N'Goran J.A.K., Sounigo O., Clément D.. 2005. In : 14th International Cocoa Research Conference. Proceedings : rumo a uma economia sustentavel do cacau - quais as estrategias para este fim ?. Lagos : Cocoa Producers' Alliance, p. 95-102. Conférence Internationale sur la Recherche Cacaoyère. 14, 2003-10-13/2003-10-18, Accra (Ghana).

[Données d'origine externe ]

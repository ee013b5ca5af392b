use std::{
    collections::HashMap,
    future::Future,
    sync::{Arc, Mutex, MutexGuard, PoisonError},
};

use tokio::sync::Mutex as AsyncMutex;

/// Identity of a cached provider call: the operation name plus its arguments.
#[derive(Debug, Clone, PartialEq, Eq, Hash)]
pub struct CallKey {
    op: &'static str,
    args: Vec<String>,
}

impl CallKey {
    pub fn new<I, S>(op: &'static str, args: I) -> Self
    where
        I: IntoIterator<Item = S>,
        S: Into<String>,
    {
        CallKey { op, args: args.into_iter().map(Into::into).collect() }
    }
}

type Gates = HashMap<CallKey, Arc<AsyncMutex<()>>>;

/// Memoizes provider responses until explicitly invalidated.
///
/// Clones share the same underlying storage.
pub struct CallCache<V> {
    entries: Arc<Mutex<HashMap<CallKey, V>>>,
    /// One gate per key being fetched; concurrent misses queue behind it.
    active: Arc<Mutex<Gates>>,
}

impl<V> Clone for CallCache<V> {
    fn clone(&self) -> Self {
        CallCache {
            entries: Arc::clone(&self.entries),
            active: Arc::clone(&self.active),
        }
    }
}

impl<V> Default for CallCache<V> {
    fn default() -> Self {
        CallCache {
            entries: Arc::new(Mutex::new(HashMap::new())),
            active: Arc::new(Mutex::new(HashMap::new())),
        }
    }
}

impl<V: Clone> CallCache<V> {
    pub fn new() -> Self {
        Self::default()
    }

    pub fn get(&self, key: &CallKey) -> Option<V> {
        let hit = self.lock().get(key).cloned();
        match hit {
            Some(_) => tracing::trace!("Cache hit for {}{:?}", key.op, key.args),
            None => tracing::trace!("Cache miss for {}{:?}", key.op, key.args),
        }
        hit
    }

    pub fn insert(&self, key: CallKey, value: V) {
        self.lock().insert(key, value);
    }

    /// Returns the cached value or runs `fetch` to fill it.
    ///
    /// At most one `fetch` per key runs at a time: callers that miss while
    /// another fetch for the key is running wait for it and then read its
    /// result from the cache. Errors are not cached, so a waiter whose
    /// predecessor failed fetches again.
    pub async fn get_or_try_insert_with<F, Fut, E>(&self, key: CallKey, fetch: F) -> Result<V, E>
    where
        F: FnOnce() -> Fut,
        Fut: Future<Output = Result<V, E>>,
    {
        if let Some(value) = self.get(&key) {
            return Ok(value);
        }

        let gate = Arc::clone(lock(&self.active).entry(key.clone()).or_default());
        let _turn = gate.lock().await;
        if let Some(value) = self.get(&key) {
            return Ok(value);
        }

        let result = fetch().await;
        if let Ok(value) = &result {
            self.insert(key.clone(), value.clone());
        }
        lock(&self.active).remove(&key);
        result
    }

    /// Drops one entry. Returns `false` if it was not cached.
    pub fn invalidate(&self, key: &CallKey) -> bool {
        self.lock().remove(key).is_some()
    }

    pub fn clear(&self) {
        self.lock().clear();
    }

    #[cfg(test)]
    fn len(&self) -> usize {
        self.lock().len()
    }

    #[cfg(test)]
    fn is_empty(&self) -> bool {
        self.len() == 0
    }

    fn lock(&self) -> MutexGuard<'_, HashMap<CallKey, V>> {
        lock(&self.entries)
    }
}

fn lock<T>(mutex: &Mutex<T>) -> MutexGuard<'_, T> {
    mutex.lock().unwrap_or_else(PoisonError::into_inner)
}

La cacaoyère ivoirienne est constituée d'une part d'Amelonado locaux introduits de longue date en Côte d'Ivoire et considérés comme du matériel traditionnel non amélioré ,et d'autres part de divers hybrides dont des hybrides de type F1 créés dans le cadre d'un programme d'amélioration et diffusés à partir de 1975 à travers des champs semenciers utilisant les pollinisations naturelles, de leurs descendances de types F2 issues de pollinisations libres des hybrides F1 ainsi que d'hybrides F1 obtenus par pollinisations contrôlées. Afin d'évaluer le gain en productivité ainsi que les acquis réalisés au niveau du programme d'amélioration du cacaoyer, un essai a été mis en place contenant les types de matériel végétal cultivés en Côte d'Ivoire. Il s'agit de ceux cités plus haut mais aussi de nouveaux hybrides créés mais non encore largement diffusés. Les données collectées de 1995 à 2001 concernent la production en cabosses saines, en nombre totale de cabosses ainsi qu'en poids de fèves fraîches. La résistance au champ face au Phytophthora palmivora a aussi été évaluée pour les différentes variétés en présence. Les résultats obtenus indiquent que le cacao traditionnel, constitué par l'Amelonado est beaucoup moins productif que toutes les autres variétés. Un rapport de 1 à 4,5 est observé entre la productivité de l'Amelonado et celle des variétés améliorées. En outre au niveau de la résistance au Phytophthora palmivora définie par le taux de cabosses pourries en champ, l'Amelonado est le moins intéressant. Au niveau des variétés améliorées, les hybrides issus de pollinisations naturelles en champs semenciers sont moins intéressants que ceux obtenus par pollinisations manuelles. Les résultats sont discutés par rapport à leur incidence sur la production globale du cacao en Cote d'Ivoire, par rapport à la diffusion de matériel végétal et aussi par rapport aux acquis de la recherche.